Bengaluru’s Role Is Expanding Beyond Traditional Support Functions
Novo Nordisk’s Bengaluru center is also reflective of a broader evolution in how life sciences GCCs are being structured globally. Historically, pharmaceutical capability centers in India largely focused on transactional operations, IT support, finance, or limited analytics functions. That operating model is changing rapidly.
Increasingly, India-based centers are being trusted with highly specialized, science-linked enterprise functions including pharmacovigilance, medical writing, clinical analytics, bioinformatics, regulatory operations, AI-driven data intelligence, and digital health platforms.
Industry sources indicate Novo Nordisk’s Bengaluru operations now support a substantial share of the company’s global pharmacovigilance and regulatory support activities – functions that require highly specialized talent spanning medicine, pharmacy, data science, analytics, and healthcare technology.
The center has also reportedly played an important role in supporting global launch preparation activities for emerging therapies, including operational support spanning clinical data management, analytics, and scientific documentation workflows. This reflects a larger shift within the life sciences sector where global pharmaceutical companies are increasingly repositioning India operations from cost-arbitrage support models into strategically embedded enterprise capability hubs.
AI Is Reshaping the Global Pharma Operating Model
The strategic significance of Novo Nordisk’s Bengaluru operations extends beyond one company’s expansion strategy. Across the pharmaceutical industry, AI adoption is accelerating rapidly across drug discovery, regulatory intelligence, pharmacovigilance, trial optimization, manufacturing analytics, patient monitoring, and commercialization operations.

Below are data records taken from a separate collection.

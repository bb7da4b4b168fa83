use std::fmt;

use serde::{Deserialize, Serialize};
use uuid::Uuid;

/// An assistant reply as delivered by the backend: the text to display plus
/// zero or more follow-up suggestions offered as clickable shortcuts.
#[derive(Debug, Clone, PartialEq, Eq, Serialize, Deserialize)]
pub struct Reply {
    /// Reply body in the widget's markup subset.
    #[serde(rename = "reply")]
    pub text: String,
    /// Follow-up query strings, in the order they should be offered.
    #[serde(default)]
    pub suggestions: Vec<String>,
}

impl Reply {
    pub fn new(text: impl Into<String>) -> Self {
        Self {
            text: text.into(),
            suggestions: Vec::new(),
        }
    }

    pub fn with_suggestions(text: impl Into<String>, suggestions: Vec<String>) -> Self {
        Self {
            text: text.into(),
            suggestions,
        }
    }
}

/// Identity of a mount point, used to key in-flight reveal animations.
#[derive(Debug, Clone, Copy, PartialEq, Eq, Hash, Serialize, Deserialize)]
pub struct MountId(Uuid);

impl MountId {
    pub fn new() -> Self {
        Self(Uuid::new_v4())
    }
}

impl Default for MountId {
    fn default() -> Self {
        Self::new()
    }
}

impl fmt::Display for MountId {
    fn fmt(&self, f: &mut fmt::Formatter<'_>) -> fmt::Result {
        self.0.fmt(f)
    }
}

#[cfg(test)]
mod tests {
    use super::*;

    #[test]
    fn reply_deserializes_backend_payload() {
        let reply: Reply = serde_json::from_str(
            r#"{"reply":"Hello!","suggestions":["Working hours?","Contact HR"]}"#,
        )
        .unwrap();
        assert_eq!(reply.text, "Hello!");
        assert_eq!(reply.suggestions, vec!["Working hours?", "Contact HR"]);
    }

    #[test]
    fn suggestions_default_to_empty() {
        let reply: Reply = serde_json::from_str(r#"{"reply":"Hi"}"#).unwrap();
        assert!(reply.suggestions.is_empty());
    }

    #[test]
    fn mount_ids_are_unique() {
        assert_ne!(MountId::new(), MountId::new());
    }
}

The global AI-in-pharma market is projected to exceed US$15-20 billion by 2030 as pharmaceutical enterprises invest heavily in intelligent automation, predictive analytics, scientific computing, and digital health ecosystems. However, industry experts emphasize that the most immediate productivity gains from AI are often occurring not inside laboratories, but across operational and regulatory workflows that traditionally involve large-scale manual processing, documentation complexity, and fragmented data systems.
This includes:
- regulatory documentation preparation,
- adverse-event monitoring,
- compliance reporting,
- clinical data interpretation,
- scientific literature analysis,
- and enterprise knowledge management.
Novo Nordisk’s Bengaluru strategy appears closely aligned with this broader industry direction.